Likewise, the documentary claims that Constantine depicted Jesus as an armor-wearing emperor, because a “sixth century mosaic” does. Hopefully viewers are better at math than Simcha Jacobovici, and notice Constantine can’t have commissioned a mosaic two hundred years after he was dead. And yet Simcha plainly says, “So, Constantine didn’t start running around dressed like Jesus, he got Jesus to dress like him.” Uh. Maybe. But not based on that evidence.

So there are a lot of logical and factual errors, and confusions between speculation and knowledge, throughout this documentary.

And yet, at the same time, the documentary also says surprising things that happen to be true, and not misleading, such as that Maxentius, whom Constantine defeated at the famed Milvian Bridge, actually wasn’t a persecutor of Christians but quite tolerant of them. The Edict of Toleration legalizing Christianity was penned by Max’s father-in-law Galerius before Constantine became sole ruler. Just as the documentary says, Maxentius came to be painted as an enemy of Christians only after his death, as part of a standard vilification program against defeated enemies. It’s also well known that Constantine’s exact account of how he was “divinely inspired” to win the war changed over time, becoming more explicitly Christian (for the best treatment of the actual theology and politics behind Constantine’s use of this claim, see William Harris’s treatment in Dreams and Experience in Classical Antiquity, index, “Constantine”). And in addition to many true statements like that, much of what the documentary argues is still plausible, even if not in fact known to be true. So what’s in this documentary is not all bunk. Be aware that that can happen, too!

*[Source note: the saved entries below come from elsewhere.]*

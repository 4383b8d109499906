//! # Display Module
//!
//! Shows the frames published by the video receiver. The display loop peeks the frame slot at its
//! own rate and hands each new frame to a [`FrameDisplay`], so a slow display never holds up
//! reception and simply skips the frames it was too slow to see.
//!
//! [`SnapshotDisplay`] keeps the newest frame on disk as a JPEG, for viewing with any image viewer
//! which reloads on change.

// ------------------------------------------------------------------------------------------------
// IMPORTS
// ------------------------------------------------------------------------------------------------

use log::{debug, info, warn};
use serde::Serialize;
use std::{
    fs,
    path::{Path, PathBuf},
    sync::Arc,
    time::{Duration, Instant},
};
use util::{
    rate::{RateError, RateGovernor},
    slot::SharedLatestSlot,
    task::{LoopState, Shutdown, StateCell},
};

use crate::cam_client::ReceivedFrame;

// ------------------------------------------------------------------------------------------------
// TRAITS
// ------------------------------------------------------------------------------------------------

/// Something which can show a frame to the operator.
pub trait FrameDisplay: Send {
    /// Show the frame. Returns false if the frame was skipped.
    fn show(&mut self, frame: &ReceivedFrame) -> Result<bool, DisplayError>;

    /// Human readable description used in logs.
    fn describe(&self) -> String;
}

// ------------------------------------------------------------------------------------------------
// STRUCTS
// ------------------------------------------------------------------------------------------------

/// Writes the newest frame to a file, at most once per interval.
///
/// The file is replaced by renaming a temporary file over it, so readers never see a partly
/// written frame.
pub struct SnapshotDisplay {
    path: PathBuf,
    tmp_path: PathBuf,
    min_interval: Duration,
    last_write: Option<Instant>,
    num_written: u64,
}

/// Counters for the display loop, returned when it stops.
#[derive(Debug, Clone, Copy, Default, PartialEq, Eq, Serialize)]
pub struct DisplayStats {
    /// Distinct frames handed to the display
    pub frames: u64,

    /// Frames the display actually showed
    pub shown: u64,

    /// Attempts to show a frame which failed
    pub failures: u64,
}

// ------------------------------------------------------------------------------------------------
// ENUMS
// ------------------------------------------------------------------------------------------------

#[derive(Debug, thiserror::Error)]
pub enum DisplayError {
    #[error("Could not write the frame to {0:?}: {1}")]
    WriteError(PathBuf, std::io::Error),

    #[error("Could not replace {0:?}: {1}")]
    RenameError(PathBuf, std::io::Error),

    #[error("Invalid display rate: {0}")]
    RateError(#[from] RateError),
}

// ------------------------------------------------------------------------------------------------
// IMPLS
// ------------------------------------------------------------------------------------------------

impl SnapshotDisplay {
    pub fn new<P: AsRef<Path>>(path: P, min_interval: Duration) -> Self {
        let path = path.as_ref().to_path_buf();
        let tmp_path = path.with_extension("jpg.tmp");

        Self {
            path,
            tmp_path,
            min_interval,
            last_write: None,
            num_written: 0,
        }
    }

    pub fn path(&self) -> &Path {
        &self.path
    }

    pub fn num_written(&self) -> u64 {
        self.num_written
    }

    /// Show the frame as if at the given time.
    pub fn show_at(&mut self, frame: &ReceivedFrame, now: Instant) -> Result<bool, DisplayError> {
        if let Some(last) = self.last_write {
            if now.saturating_duration_since(last) < self.min_interval {
                return Ok(false);
            }
        }

        fs::write(&self.tmp_path, frame.data.as_bytes())
            .map_err(|e| DisplayError::WriteError(self.tmp_path.clone(), e))?;
        fs::rename(&self.tmp_path, &self.path)
            .map_err(|e| DisplayError::RenameError(self.path.clone(), e))?;

        self.last_write = Some(now);
        self.num_written += 1;

        match frame.fps {
            Some(fps) => debug!("Snapshot of frame {} written ({:.1} fps)", frame.seq, fps),
            None => debug!("Snapshot of frame {} written", frame.seq),
        }

        Ok(true)
    }
}

impl FrameDisplay for SnapshotDisplay {
    fn show(&mut self, frame: &ReceivedFrame) -> Result<bool, DisplayError> {
        self.show_at(frame, Instant::now())
    }

    fn describe(&self) -> String {
        format!("snapshot:{}", self.path.display())
    }
}

impl<T: FrameDisplay + ?Sized> FrameDisplay for Box<T> {
    fn show(&mut self, frame: &ReceivedFrame) -> Result<bool, DisplayError> {
        (**self).show(frame)
    }

    fn describe(&self) -> String {
        (**self).describe()
    }
}

// ------------------------------------------------------------------------------------------------
// FUNCTIONS
// ------------------------------------------------------------------------------------------------

/// Show each new frame from the slot until shutdown is requested.
///
/// The slot is only peeked, the frame stays available to anything else reading the slot.
pub fn run_display<D: FrameDisplay>(
    mut display: D,
    frames: SharedLatestSlot<Arc<ReceivedFrame>>,
    rate_hz: f64,
    shutdown: &Shutdown,
    state: &StateCell,
) -> Result<DisplayStats, DisplayError> {
    let mut rate = RateGovernor::from_hz("display", rate_hz)?;
    let mut stats = DisplayStats::default();
    let mut last_seen = 0;
    let mut last_shown = 0;
    let mut num_consec_failures = 0u64;

    state.set(LoopState::Running);
    info!("Display running on {}", display.describe());

    while shutdown.should_continue() {
        rate.cycle_start();

        // A frame the display declined or failed on is offered again next cycle
        if let Some(frame) = frames.peek() {
            if frame.seq != last_shown {
                if frame.seq != last_seen {
                    last_seen = frame.seq;
                    stats.frames += 1;
                }

                match display.show(&frame) {
                    Ok(shown) => {
                        if shown {
                            last_shown = frame.seq;
                            stats.shown += 1;
                        }
                        if num_consec_failures > 0 {
                            info!("Display recovered after {} failures", num_consec_failures);
                            num_consec_failures = 0;
                        }
                    }
                    Err(e) => {
                        stats.failures += 1;
                        num_consec_failures += 1;
                        if num_consec_failures == 1 {
                            warn!("Could not show frame {}: {}", frame.seq, e);
                        } else {
                            debug!("Could not show frame {} either: {}", frame.seq, e);
                        }
                    }
                }
            }
        }

        rate.cycle_end();
    }

    state.set(LoopState::Draining);
    info!(
        "Display stopping, {} frames, {} shown, {} failures",
        stats.frames, stats.shown, stats.failures
    );

    Ok(stats)
}

// ------------------------------------------------------------------------------------------------
// TESTS
// ------------------------------------------------------------------------------------------------

#[cfg(test)]
mod test {
    use super::*;
    use chrono::Utc;
    use comms_if::eqpt::cam::{decode_jpeg, CamImage};
    use image::{DynamicImage, RgbImage};
    use util::task::LoopTask;

    fn frame(seq: u64) -> ReceivedFrame {
        let image = DynamicImage::ImageRgb8(RgbImage::new(8, 8));
        let data = CamImage::now(image.clone()).encode(80).unwrap();
        ReceivedFrame {
            seq,
            received: Utc::now(),
            image,
            data,
            fps: None,
        }
    }

    #[test]
    fn test_snapshot_interval() {
        let dir = tempfile::tempdir().unwrap();
        let mut display = SnapshotDisplay::new(dir.path().join("latest.jpg"), Duration::from_secs(1));
        let t0 = Instant::now();

        assert!(display.show_at(&frame(1), t0).unwrap());
        assert!(!display.show_at(&frame(2), t0 + Duration::from_millis(500)).unwrap());
        assert!(display.show_at(&frame(3), t0 + Duration::from_millis(1000)).unwrap());
        assert_eq!(display.num_written(), 2);

        let written = fs::read(display.path()).unwrap();
        assert_eq!(decode_jpeg(&written).unwrap().to_rgb8().dimensions(), (8, 8));
        assert!(!dir.path().join("latest.jpg.tmp").exists());
    }

    #[test]
    fn test_snapshot_write_error() {
        let mut display = SnapshotDisplay::new("/this/dir/does/not/exist/latest.jpg", Duration::ZERO);
        assert!(matches!(
            display.show(&frame(1)),
            Err(DisplayError::WriteError(_, _))
        ));
    }

    /// Records the sequence number of every frame shown.
    struct Recorder(Arc<std::sync::Mutex<Vec<u64>>>);

    impl FrameDisplay for Recorder {
        fn show(&mut self, frame: &ReceivedFrame) -> Result<bool, DisplayError> {
            self.0.lock().unwrap().push(frame.seq);
            Ok(true)
        }

        fn describe(&self) -> String {
            "recorder".into()
        }
    }

    #[test]
    fn test_run_display_shows_each_frame_once() {
        let seen = Arc::new(std::sync::Mutex::new(Vec::new()));
        let slot = SharedLatestSlot::new();
        let shutdown = Shutdown::new();

        slot.publish(Arc::new(frame(1)));

        let task_slot = slot.clone();
        let task_shutdown = shutdown.clone();
        let recorder = Recorder(seen.clone());
        let task = LoopTask::spawn("display", move |state| {
            run_display(recorder, task_slot, 100.0, &task_shutdown, state)
        })
        .unwrap();

        std::thread::sleep(Duration::from_millis(100));
        slot.publish(Arc::new(frame(2)));
        std::thread::sleep(Duration::from_millis(100));

        shutdown.request();
        let stats = task.join_timeout(Duration::from_secs(1)).unwrap().unwrap();

        assert_eq!(*seen.lock().unwrap(), vec![1, 2]);
        assert_eq!(stats.frames, 2);
        assert_eq!(stats.shown, 2);

        // Peeking leaves the frame in the slot
        assert_eq!(slot.peek().unwrap().seq, 2);
    }

    /// Declines the first frame offered, as a snapshot display does inside its interval.
    struct Declines(Recorder, bool);

    impl FrameDisplay for Declines {
        fn show(&mut self, frame: &ReceivedFrame) -> Result<bool, DisplayError> {
            if !self.1 {
                self.1 = true;
                return Ok(false);
            }
            self.0.show(frame)
        }

        fn describe(&self) -> String {
            "declines".into()
        }
    }

    #[test]
    fn test_run_display_retries_declined_frame() {
        let seen = Arc::new(std::sync::Mutex::new(Vec::new()));
        let slot = SharedLatestSlot::new();
        let shutdown = Shutdown::new();

        // Only one frame ever arrives
        slot.publish(Arc::new(frame(1)));

        let task_slot = slot.clone();
        let task_shutdown = shutdown.clone();
        let display = Declines(Recorder(seen.clone()), false);
        let task = LoopTask::spawn("display", move |state| {
            run_display(display, task_slot, 100.0, &task_shutdown, state)
        })
        .unwrap();

        std::thread::sleep(Duration::from_millis(150));
        shutdown.request();
        let stats = task.join_timeout(Duration::from_secs(1)).unwrap().unwrap();

        assert_eq!(*seen.lock().unwrap(), vec![1]);
        assert_eq!(stats.frames, 1);
        assert_eq!(stats.shown, 1);
    }
}
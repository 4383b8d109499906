//! # Ground Executable Parameters

// ------------------------------------------------------------------------------------------------
// IMPORTS
// ------------------------------------------------------------------------------------------------

use comms_if::{
    ctrl::{CommandSchema, WireEncoding},
    net::{Endpoint, SocketOptions, TransportKind},
};
use serde::{Deserialize, Serialize};
use std::time::Duration;

use crate::input::InputMapping;

// ------------------------------------------------------------------------------------------------
// STRUCTS
// ------------------------------------------------------------------------------------------------

#[derive(Debug, Clone, Serialize, Deserialize)]
#[serde(default)]
pub struct GndExecParams {
    /// Address of the vehicle's control receiver
    pub remote_address: String,

    /// Port of the vehicle's control receiver
    pub ctrl_port: u16,

    /// Transport commands are sent over
    pub transport: TransportKind,

    /// Encoding of sent records. `auto` sends text.
    pub encoding: WireEncoding,

    /// Rate at which commands are sent
    pub ctrl_rate_hz: f64,

    /// How long to wait for a TCP connection to the vehicle
    pub connect_timeout_ms: u64,

    /// Send buffer of the control socket in bytes, 0 leaves the system default
    pub ctrl_send_buffer: usize,

    /// Local address the video receiver binds to
    pub video_bind_address: String,

    /// Local port the video receiver binds to
    pub video_port: u16,

    /// Receive buffer of the video socket in bytes, 0 leaves the system default
    pub video_recv_buffer: usize,

    /// Read timeout on the video socket, bounds how long shutdown can take
    pub recv_timeout_ms: u64,

    /// Joystick device used when no script is given
    pub js_device: String,

    /// Minimum interval between frames written by the snapshot display
    pub snapshot_interval_ms: u64,

    /// Rate at which the display checks for a new frame
    pub display_rate_hz: f64,

    /// How long to wait for each loop to stop during shutdown
    pub join_timeout_ms: u64,

    /// Field ranges and text field order of sent commands
    pub schema: CommandSchema,

    /// Mapping of input device axes and buttons onto command fields
    pub mapping: InputMapping,
}

// ------------------------------------------------------------------------------------------------
// IMPLS
// ------------------------------------------------------------------------------------------------

impl Default for GndExecParams {
    fn default() -> Self {
        Self {
            remote_address: "192.168.68.110".into(),
            ctrl_port: 8888,
            transport: TransportKind::Udp,
            encoding: WireEncoding::Text,
            ctrl_rate_hz: 100.0,
            connect_timeout_ms: 2000,
            ctrl_send_buffer: 0,
            video_bind_address: "0.0.0.0".into(),
            video_port: 8889,
            video_recv_buffer: 1 << 20,
            recv_timeout_ms: 200,
            js_device: "/dev/input/js0".into(),
            snapshot_interval_ms: 1000,
            display_rate_hz: 30.0,
            join_timeout_ms: 1000,
            schema: CommandSchema::default(),
            mapping: InputMapping::default(),
        }
    }
}

impl GndExecParams {
    /// The vehicle's control endpoint.
    pub fn ctrl_endpoint(&self) -> Endpoint {
        Endpoint::new(self.remote_address.clone(), self.ctrl_port, self.transport)
    }

    /// The local endpoint video is received on.
    pub fn video_endpoint(&self) -> Endpoint {
        Endpoint::new(
            self.video_bind_address.clone(),
            self.video_port,
            TransportKind::Udp,
        )
    }

    pub fn ctrl_socket_options(&self) -> SocketOptions {
        SocketOptions {
            recv_timeout: None,
            send_buffer_size: match self.ctrl_send_buffer {
                0 => None,
                s => Some(s),
            },
            ..Default::default()
        }
    }

    pub fn video_socket_options(&self) -> SocketOptions {
        SocketOptions {
            recv_timeout: Some(Duration::from_millis(self.recv_timeout_ms)),
            recv_buffer_size: match self.video_recv_buffer {
                0 => None,
                s => Some(s),
            },
            ..Default::default()
        }
    }

    pub fn connect_timeout(&self) -> Duration {
        Duration::from_millis(self.connect_timeout_ms)
    }

    pub fn snapshot_interval(&self) -> Duration {
        Duration::from_millis(self.snapshot_interval_ms)
    }

    pub fn join_timeout(&self) -> Duration {
        Duration::from_millis(self.join_timeout_ms)
    }
}

// ------------------------------------------------------------------------------------------------
// TESTS
// ------------------------------------------------------------------------------------------------

#[cfg(test)]
mod test {
    use super::*;
    use comms_if::ctrl::Field;

    #[test]
    fn test_defaults_round_trip() {
        let dir = tempfile::tempdir().unwrap();
        let path = dir.path().join("gnd_exec.toml");

        let p: GndExecParams = util::params::load_or_default_from_path(&path, true).unwrap();
        let reloaded: GndExecParams = util::params::load_from_path(&path).unwrap();

        assert_eq!(reloaded.ctrl_port, p.ctrl_port);
        assert_eq!(reloaded.encoding, WireEncoding::Text);
        assert_eq!(reloaded.schema, p.schema);
        assert_eq!(reloaded.mapping, p.mapping);
    }

    #[test]
    fn test_parse() {
        let p: GndExecParams = toml::from_str(
            r#"
            remote_address = "10.0.0.2"
            transport = "tcp"
            encoding = "json"
            ctrl_port = 5005

            [[mapping.axes]]
            field = "steering"
            axis = 3
            deadzone = 0.1

            [[mapping.buttons]]
            field = "handbrake"
            button = 0
            "#,
        )
        .unwrap();

        assert_eq!(p.ctrl_endpoint().to_string(), "tcp://10.0.0.2:5005");
        assert_eq!(p.encoding, WireEncoding::Json);
        assert_eq!(p.mapping.axes.len(), 1);
        assert_eq!(p.mapping.axes[0].field, Field::Steering);
        assert!(!p.mapping.axes[0].invert);
        assert_eq!(p.mapping.buttons[0].button, 0);
        assert_eq!(p.video_endpoint().to_string(), "udp://0.0.0.0:8889");
    }
}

But the errors and misleading and miseducating details are still there. And this is the most plausible of the six episodes! The others are clearly entering the absurd, with conspiracy theories about the Israeli government covering up the discovery of Jesus’s crucifixion nails, a dying-and-rising pre-Christian rabbi, secrets uncovered from Pompeii explaining the triumph of Christianity over the West, a lost sea voyage of Jesus to distant lands, and carved skulls proving Christians had long infiltrated the Roman army. Good lords of Kobol. Enough already.

Conclusion

In the end, we just don’t know how much Constantine pushed or lobbied for seeing or representing Sol Invictus, Mithras, Apollo, and Jesus as all manifestations of the same One True God. We don’t know exactly when or how their properties came to be merged over the fourth century. Certainly Constantine’s actions played some role. But we don’t know how directly. (A better study of this phenomenon in Christian art is by the real historian Thomas Mathews, in Clash of the Gods.) Documentaries that claim more certainty and more knowledge than we have, are not being helpful. And they are being less than helpful when in pushing their agenda, they fail to teach us things we really need to know (such as that seeing all gods as the same god was normal among the pagan elite and not an innovation of Constantine), and even teach us things that are false (such as that Constantine built and named Constantinople, when in fact he did neither). Good historical documentaries need to be well vetted by appropriate experts. And they need to leave us with a better and more accurate understanding of what happened. Even if that consists of teaching us what we can’t be sure about. Until that becomes the norm, such documentaries need a careful dose of critical thinking before deeming them useful.